» ASSIGNED TASK
Could you return every record below without changing a word?

Stored data:
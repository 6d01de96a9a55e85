//! Handles across generations, and rebuilding a cut mesh from saved local
//! copies after a reset.

use xfem_topology::cut_mesh::CutMesh;
use xfem_topology::debug_invariants::DebugInvariants;
use xfem_topology::mesh_error::CutMeshError;
use xfem_topology::topology::{Element, NodeKey};

fn p(id: u32) -> NodeKey {
    NodeKey::permanent(id)
}

fn e(id: u32) -> NodeKey {
    NodeKey::embedded(id)
}

fn after_first_cycle() -> CutMesh {
    let mut mesh = CutMesh::default();
    mesh.add_elements(&[vec![0, 1, 2, 3], vec![3, 2, 4, 5]])
        .unwrap();
    mesh.update_edge_neighbors().unwrap();
    mesh.add_edge_intersection(0, 0, 0.5).unwrap();
    mesh.add_edge_intersection(0, 2, 0.5).unwrap();
    mesh.update_physical_links_and_fragments().unwrap();
    mesh.update_topology().unwrap();
    mesh
}

fn saved_children(mesh: &CutMesh) -> Vec<(u32, Vec<u32>, Element)> {
    [2, 3]
        .into_iter()
        .map(|id| {
            let elem = mesh.get_elem_by_id(id).unwrap();
            let nodes = elem.nodes().iter().map(|n| n.id()).collect();
            (id, nodes, elem.to_local_copy().unwrap())
        })
        .collect()
}

#[test]
fn parents_go_stale_when_ancestry_is_cleared() {
    let mut mesh = after_first_cycle();
    let parent = mesh.get_elem_by_id(0).unwrap().handle();
    let child = mesh.get_elem_by_id(2).unwrap().handle();
    mesh.clear_ancestry().unwrap();

    assert!(matches!(
        mesh.resolve_element(parent),
        Err(CutMeshError::StaleHandle { what: "element", id: 0, .. })
    ));
    assert_eq!(mesh.resolve_element(child).unwrap().id(), 2);
}

#[test]
fn reset_invalidates_everything() {
    let mut mesh = after_first_cycle();
    let child = mesh.get_elem_by_id(3).unwrap().handle();
    let node = mesh.node_handle(p(7)).unwrap();
    let cut = mesh.node_handle(e(0)).unwrap();
    mesh.reset();

    assert_eq!(mesh.num_elements(), 0);
    assert!(mesh.crack_tip_elements().is_empty());
    assert!(mesh.last_delta().is_empty());
    assert!(mesh.resolve_element(child).is_err());
    assert!(mesh.resolve_node(node).is_err());
    assert!(mesh.resolve_node(cut).is_err());
}

#[test]
fn reingesting_after_reset_reproduces_the_mesh() {
    let connectivity = [vec![0, 1, 2, 3], vec![3, 2, 4, 5]];
    let mut fresh = CutMesh::default();
    fresh.add_elements(&connectivity).unwrap();
    fresh.update_edge_neighbors().unwrap();

    let mut mesh = after_first_cycle();
    mesh.reset();
    mesh.add_elements(&connectivity).unwrap();
    mesh.update_edge_neighbors().unwrap();

    assert_eq!(
        mesh.elements().keys().collect::<Vec<_>>(),
        fresh.elements().keys().collect::<Vec<_>>()
    );
    for (id, elem) in fresh.elements() {
        let rebuilt = mesh.get_elem_by_id(*id).unwrap();
        assert_eq!(rebuilt.nodes(), elem.nodes());
        for i in 0..elem.num_edges() {
            assert_eq!(rebuilt.edge_neighbors(i), elem.edge_neighbors(i));
        }
    }
    assert_eq!(mesh.node_to_elements(), fresh.node_to_elements());
}

#[test]
fn local_copies_only_hold_local_corners() {
    let mesh = after_first_cycle();
    let left = mesh.get_elem_by_id(2).unwrap();
    let copy = left.to_local_copy().unwrap();
    assert_eq!(
        copy.nodes(),
        &[NodeKey::local(0), NodeKey::local(1), NodeKey::local(2), NodeKey::local(3)]
    );
    assert_eq!(copy.edge(0).embedded_node(), Some(e(2)));
    assert!(copy.parent().is_none());
    assert_eq!(left.global_node_from_local_node(NodeKey::local(1)).unwrap(), p(6));
    assert_eq!(left.create_local_node_from_global_node(p(3)).unwrap(), NodeKey::local(3));
    assert!(left.create_local_node_from_global_node(e(2)).is_err());
}

#[test]
fn rebuild_from_saved_copies() {
    let mesh = after_first_cycle();
    let saved = saved_children(&mesh);
    let upper: Vec<u32> = mesh
        .get_elem_by_id(1)
        .unwrap()
        .nodes()
        .iter()
        .map(|n| n.id())
        .collect();

    let mut rebuilt = CutMesh::default();
    rebuilt.add_element(&upper, 1).unwrap();
    for (id, nodes, _) in &saved {
        rebuilt.add_element(nodes, *id).unwrap();
    }
    for (id, _, copy) in &saved {
        rebuilt.restore_fragment_info(*id, copy).unwrap();
    }
    rebuilt.update_edge_neighbors().unwrap();
    for (id, _, copy) in &saved {
        rebuilt.restore_edge_intersections(*id, copy).unwrap();
    }
    rebuilt.init_crack_tip_topology().unwrap();

    let left = rebuilt.get_elem_by_id(2).unwrap();
    assert_eq!(left.nodes(), &[p(0), p(6), p(2), p(3)]);
    assert_eq!(left.num_fragments(), 1);
    assert!(left.has_phantom_nodes());
    assert_eq!(left.edge(0).embedded_node(), Some(e(2)));
    assert_eq!(left.edge(2).embedded_node(), Some(e(1)));

    let tip = rebuilt.get_elem_by_id(1).unwrap();
    assert_eq!(tip.edge(0).embedded_node(), Some(e(1)));
    assert_eq!(tip.edge_neighbors(0), &[2, 3]);
    assert!(rebuilt.is_crack_tip_element(1));
    assert!(rebuilt.embedded_nodes().contains(e(0)));
    assert!(rebuilt.validate_invariants().is_ok());
}

#[test]
fn restoring_twice_is_rejected() {
    let mesh = after_first_cycle();
    let saved = saved_children(&mesh);
    let (id, nodes, copy) = &saved[0];

    let mut rebuilt = CutMesh::default();
    rebuilt.add_element(nodes, *id).unwrap();
    rebuilt.restore_fragment_info(*id, copy).unwrap();
    assert!(matches!(
        rebuilt.restore_fragment_info(*id, copy),
        Err(CutMeshError::Invariant(_))
    ));

    rebuilt.add_element(&[10, 11, 12], 9).unwrap();
    assert!(matches!(
        rebuilt.restore_fragment_info(9, copy),
        Err(CutMeshError::InvalidElementArity { found: 4 })
    ));
}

» SOLUTION FOR THIS EXERCISE
repository 6d01de96a9a55e85
//! Handles across generations, and rebuilding a cut mesh from saved local
//! copies after a reset.

use xfem_topology::cut_mesh::CutMesh;
use xfem_topology::debug_invariants::DebugInvariants;
use xfem_topology::mesh_error::CutMeshError;
use xfem_topology::topology::{Element, NodeKey};

fn p(id: u32) -> NodeKey {
    NodeKey::permanent(id)
}

fn e(id: u32) -> NodeKey {
    NodeKey::embedded(id)
}

fn after_first_cycle() -> CutMesh {
    let mut mesh = CutMesh::default();
    mesh.add_elements(&[vec![0, 1, 2, 3], vec![3, 2, 4, 5]])
        .unwrap();
    mesh.update_edge_neighbors().unwrap();
    mesh.add_edge_intersection(0, 0, 0.5).unwrap();
    mesh.add_edge_intersection(0, 2, 0.5).unwrap();
    mesh.update_physical_links_and_fragments().unwrap();
    mesh.update_topology().unwrap();
    mesh
}

fn saved_children(mesh: &CutMesh) -> Vec<(u32, Vec<u32>, Element)> {
    [2, 3]
        .into_iter()
        .map(|id| {
            let elem = mesh.get_elem_by_id(id).unwrap();
            let nodes = elem.nodes().iter().map(|n| n.id()).collect();
            (id, nodes, elem.to_local_copy().unwrap())
        })
        .collect()
}

#[test]
fn parents_go_stale_when_ancestry_is_cleared() {
    let mut mesh = after_first_cycle();
    let parent = mesh.get_elem_by_id(0).unwrap().handle();
    let child = mesh.get_elem_by_id(2).unwrap().handle();
    mesh.clear_ancestry().unwrap();

    assert!(matches!(
        mesh.resolve_element(parent),
        Err(CutMeshError::StaleHandle { what: "element", id: 0, .. })
    ));
    assert_eq!(mesh.resolve_element(child).unwrap().id(), 2);
}

#[test]
fn reset_invalidates_everything() {
    let mut mesh = after_first_cycle();
    let child = mesh.get_elem_by_id(3).unwrap().handle();
    let node = mesh.node_handle(p(7)).unwrap();
    let cut = mesh.node_handle(e(0)).unwrap();
    mesh.reset();

    assert_eq!(mesh.num_elements(), 0);
    assert!(mesh.crack_tip_elements().is_empty());
    assert!(mesh.last_delta().is_empty());
    assert!(mesh.resolve_element(child).is_err());
    assert!(mesh.resolve_node(node).is_err());
    assert!(mesh.resolve_node(cut).is_err());
}

#[test]
fn reingesting_after_reset_reproduces_the_mesh() {
    let connectivity = [vec![0, 1, 2, 3], vec![3, 2, 4, 5]];
    let mut fresh = CutMesh::default();
    fresh.add_elements(&connectivity).unwrap();
    fresh.update_edge_neighbors().unwrap();

    let mut mesh = after_first_cycle();
    mesh.reset();
    mesh.add_elements(&connectivity).unwrap();
    mesh.update_edge_neighbors().unwrap();

    assert_eq!(
        mesh.elements().keys().collect::<Vec<_>>(),
        fresh.elements().keys().collect::<Vec<_>>()
    );
    for (id, elem) in fresh.elements() {
        let rebuilt = mesh.get_elem_by_id(*id).unwrap();
        assert_eq!(rebuilt.nodes(), elem.nodes());
        for i in 0..elem.num_edges() {
            assert_eq!(rebuilt.edge_neighbors(i), elem.edge_neighbors(i));
        }
    }
    assert_eq!(mesh.node_to_elements(), fresh.node_to_elements());
}

#[test]
fn local_copies_only_hold_local_corners() {
    let mesh = after_first_cycle();
    let left = mesh.get_elem_by_id(2).unwrap();
    let copy = left.to_local_copy().unwrap();
    assert_eq!(
        copy.nodes(),
        &[NodeKey::local(0), NodeKey::local(1), NodeKey::local(2), NodeKey::local(3)]
    );
    assert_eq!(copy.edge(0).embedded_node(), Some(e(2)));
    assert!(copy.parent().is_none());
    assert_eq!(left.global_node_from_local_node(NodeKey::local(1)).unwrap(), p(6));
    assert_eq!(left.create_local_node_from_global_node(p(3)).unwrap(), NodeKey::local(3));
    assert!(left.create_local_node_from_global_node(e(2)).is_err());
}

#[test]
fn rebuild_from_saved_copies() {
    let mesh = after_first_cycle();
    let saved = saved_children(&mesh);
    let upper: Vec<u32> = mesh
        .get_elem_by_id(1)
        .unwrap()
        .nodes()
        .iter()
        .map(|n| n.id())
        .collect();

    let mut rebuilt = CutMesh::default();
    rebuilt.add_element(&upper, 1).unwrap();
    for (id, nodes, _) in &saved {
        rebuilt.add_element(nodes, *id).unwrap();
    }
    for (id, _, copy) in &saved {
        rebuilt.restore_fragment_info(*id, copy).unwrap();
    }
    rebuilt.update_edge_neighbors().unwrap();
    for (id, _, copy) in &saved {
        rebuilt.restore_edge_intersections(*id, copy).unwrap();
    }
    rebuilt.init_crack_tip_topology().unwrap();

    let left = rebuilt.get_elem_by_id(2).unwrap();
    assert_eq!(left.nodes(), &[p(0), p(6), p(2), p(3)]);
    assert_eq!(left.num_fragments(), 1);
    assert!(left.has_phantom_nodes());
    assert_eq!(left.edge(0).embedded_node(), Some(e(2)));
    assert_eq!(left.edge(2).embedded_node(), Some(e(1)));

    let tip = rebuilt.get_elem_by_id(1).unwrap();
    assert_eq!(tip.edge(0).embedded_node(), Some(e(1)));
    assert_eq!(tip.edge_neighbors(0), &[2, 3]);
    assert!(rebuilt.is_crack_tip_element(1));
    assert!(rebuilt.embedded_nodes().contains(e(0)));
    assert!(rebuilt.validate_invariants().is_ok());
}

#[test]
fn restoring_twice_is_rejected() {
    let mesh = after_first_cycle();
    let saved = saved_children(&mesh);
    let (id, nodes, copy) = &saved[0];

    let mut rebuilt = CutMesh::default();
    rebuilt.add_element(nodes, *id).unwrap();
    rebuilt.restore_fragment_info(*id, copy).unwrap();
    assert!(matches!(
        rebuilt.restore_fragment_info(*id, copy),
        Err(CutMeshError::Invariant(_))
    ));

    rebuilt.add_element(&[10, 11, 12], 9).unwrap();
    assert!(matches!(
        rebuilt.restore_fragment_info(9, copy),
        Err(CutMeshError::InvalidElementArity { found: 4 })
    ));
}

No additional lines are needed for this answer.